Когда мне исполнилось двадцать лет, я засел за книги в библиотеке монастыря Понвонса. Вместе со мной там занимался еще один человек: дни и ночи напролет, забывая о пище, он усердно одолевал наставления по даосской магии, а ровно в полдень садился, прислонившись спиной к стене, и начинал делать упражнение «схватка дракона с тигром». Он был уже немолод, и я относился к нему с почтением. Иногда он рассказывал мне разные истории, и это занимало у нас многие вечера. Он рассказал мне историю о книгочее Хо, о Ём Сидо, о Пэ Сихване, о жене Ванхын-гуна — одну другой удивительнее и интереснее, я слушал его с упоением. Он представился мне как Юн Ён. Это было зимой года п ё н ч ж а. Через несколько лет, весной года к е с а я отправился на запад — к нему в гости. Переплыв в лодке реку Пирюган, я добрался до Двенадцати пиков, где у него была хижина, которую он делил с одним монахом. Увидя меня, он одновременно и удивился, и обрадовался, мы дружески поздоровались. Прошло восемнадцать лет после нашей первой встречи, но он ничуть не постарел: хотя ему было уже за восемьдесят, на ногах он стоял весьма твердо. Между прочим я сказал ему:
— Помните, вы рассказывали мне историю книгочея Хо? Я там не понял вот чего…
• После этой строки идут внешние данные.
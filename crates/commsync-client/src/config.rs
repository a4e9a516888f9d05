//! Configuration for the synchronization engine.

/// Per-replica synchronization options.
#[derive(Debug, Clone)]
pub struct SyncConfig {
    /// Strip attributes structurally equal to their schema default from
    /// whole-state sends.
    pub drop_defaults: bool,
    /// Broadcast capacity of the per-replica event bus; lagging subscribers
    /// miss events beyond this.
    pub event_capacity: usize,
}

impl Default for SyncConfig {
    fn default() -> Self {
        Self {
            drop_defaults: false,
            event_capacity: 128,
        }
    }
}

/// Registry-wide options.
#[derive(Debug, Clone)]
pub struct RegistryConfig {
    /// Fail resolution of ids with no ready or pending slot. When false,
    /// resolution of an unknown id waits for a later registration.
    pub strict: bool,
}

impl Default for RegistryConfig {
    fn default() -> Self {
        Self { strict: true }
    }
}
//! Error types for the wire protocol.

use thiserror::Error;

/// Errors that can occur while parsing or building wire messages.
#[derive(Debug, Error)]
pub enum ProtoError {
    /// The message carried a method tag this protocol does not define.
    #[error("unknown method tag: {method}")]
    UnknownMethod {
        /// The unrecognized method tag.
        method: String,
    },

    /// The message was structurally invalid for its method tag.
    #[error("malformed message: {msg}")]
    MalformedMessage {
        /// Description of the structural problem.
        msg: String,
    },

    /// A buffer path did not address a valid location in the state tree.
    #[error("invalid buffer path `{path}`: {msg}")]
    BadPath {
        /// The offending path, rendered as `a.0.b`.
        path: String,
        /// Description of why the path could not be followed.
        msg: String,
    },
}
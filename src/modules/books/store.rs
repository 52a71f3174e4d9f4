use indexmap::IndexMap;

use super::error::BookError;
use super::models::{Book, BookFilter};

/// Insertion-ordered collection of book records keyed by id.
#[derive(Debug, Default)]
pub struct BookStore {
    books: IndexMap<String, Book>,
}

impl BookStore {
    pub fn new() -> Self {
        Self::default()
    }

    pub fn len(&self) -> usize {
        self.books.len()
    }

    pub fn is_empty(&self) -> bool {
        self.books.is_empty()
    }

    /// Append a record. An id already present is never overwritten.
    pub fn insert(&mut self, book: Book) -> Result<(), BookError> {
        if self.books.contains_key(&book.id) {
            return Err(BookError::DuplicateId(book.id));
        }
        self.books.insert(book.id.clone(), book);
        Ok(())
    }

    pub fn get(&self, id: &str) -> Option<&Book> {
        self.books.get(id)
    }

    pub fn get_mut(&mut self, id: &str) -> Option<&mut Book> {
        self.books.get_mut(id)
    }

    /// Records in insertion order.
    pub fn iter(&self) -> impl Iterator<Item = &Book> {
        self.books.values()
    }

    /// Records selected by `filter`, in insertion order.
    pub fn matching<'a>(&'a self, filter: &'a BookFilter) -> impl Iterator<Item = &'a Book> + 'a {
        self.iter().filter(move |book| filter.matches(book))
    }

    /// Remove a record, keeping the order of the rest.
    pub fn remove(&mut self, id: &str) -> Option<Book> {
        self.books.shift_remove(id)
    }
}

#[cfg(test)]
mod tests {
    use super::*;
    use crate::modules::books::models::BookPayload;
    use time::macros::datetime;

    fn book(id: &str, name: &str, reading: bool) -> Book {
        Book::create(
            id.to_string(),
            BookPayload {
                name: Some(name.to_string()),
                page_count: 100,
                read_page: 10,
                reading,
                ..BookPayload::default()
            },
            datetime!(2024-01-01 00:00 UTC),
        )
    }

    fn ids<'a>(books: impl Iterator<Item = &'a Book>) -> Vec<&'a str> {
        books.map(|book| book.id.as_str()).collect()
    }

    #[test]
    fn iteration_follows_insertion_order() {
        let mut store = BookStore::new();
        for id in ["c", "a", "b"] {
            store.insert(book(id, id, false)).unwrap();
        }
        assert_eq!(ids(store.iter()), vec!["c", "a", "b"]);
    }

    #[test]
    fn duplicate_id_is_refused() {
        let mut store = BookStore::new();
        store.insert(book("a", "First", false)).unwrap();

        let err = store.insert(book("a", "Second", false)).unwrap_err();
        assert!(matches!(err, BookError::DuplicateId(ref id) if id == "a"));
        assert_eq!(store.len(), 1);
        assert_eq!(store.get("a").unwrap().name, "First");
    }

    #[test]
    fn remove_keeps_remaining_order() {
        let mut store = BookStore::new();
        for id in ["a", "b", "c"] {
            store.insert(book(id, id, false)).unwrap();
        }

        assert!(store.remove("b").is_some());
        assert!(store.remove("b").is_none());
        assert_eq!(ids(store.iter()), vec!["a", "c"]);
    }

    #[test]
    fn matching_applies_filter() {
        let mut store = BookStore::new();
        store.insert(book("a", "Dune", true)).unwrap();
        store.insert(book("b", "Emma", false)).unwrap();
        store.insert(book("c", "Dune Messiah", true)).unwrap();

        let filter = BookFilter::Reading(true);
        assert_eq!(ids(store.matching(&filter)), vec!["a", "c"]);

        let filter = BookFilter::NameContains("emma".into());
        assert_eq!(ids(store.matching(&filter)), vec!["b"]);
    }
}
Он ответил на все мои вопросы и в свою очередь спросил:
— А ты собирался написать жизнеописание Хо — написал уже?
Я покаянно признался, что нет, еще не успел. При этом я назвал его «почтенный Юн». Он взглянул на меня недоуменно.
— Фамилия моя Син, а зовут меня Сэк. Ты, наверно, ошибся?
Я опешил.
— Раньше вы говорили, что вас зовут Юн Ён, теперь вы называете себя Син Сэком — я ничего не понимаю!
Старец рассердился.
— Это ты все путаешь, навязываешь мне чужое имя!
Я попытался было разобраться во всем этом, но он осерчал еще больше и все сверкал на меня зелеными глазами. И наконец я сообразил, что имею дело с весьма искусным даосом. Видимо, он был потомок какого-то опального царедворца, либо приверженцем какой-нибудь запрещенной веры, либо обыкновенным отшельником — бежал от людей в горы и затаился. Когда я прощался с ним, он сказал:
— Забыл поведать тебе о жене книгочея Хо. Она была очень красивая женщина. Наверно, голодает, как и прежде. — И он с сожалением прищелкнул языком.
В монастыре Синилса города Кванчжу обитал старец по прозвищу Ли — Соломенная Шляпа. Было ему более девяноста лет, но он мог еще голыми руками задушить тигра, прекрасно играл в шашки и шахматы, знал множество всяких историй и с блеском их рассказывал. Никто не знал его настоящего имени, но, судя по описаниям видевших его, он был очень похож на Юн Ёна. Я пытался разыскать его, но мне это не удалось. Увы, немало в мире людей, которые предпочли царство Природы царству Человека. Кто знает, может и книгочей Хо — один из них!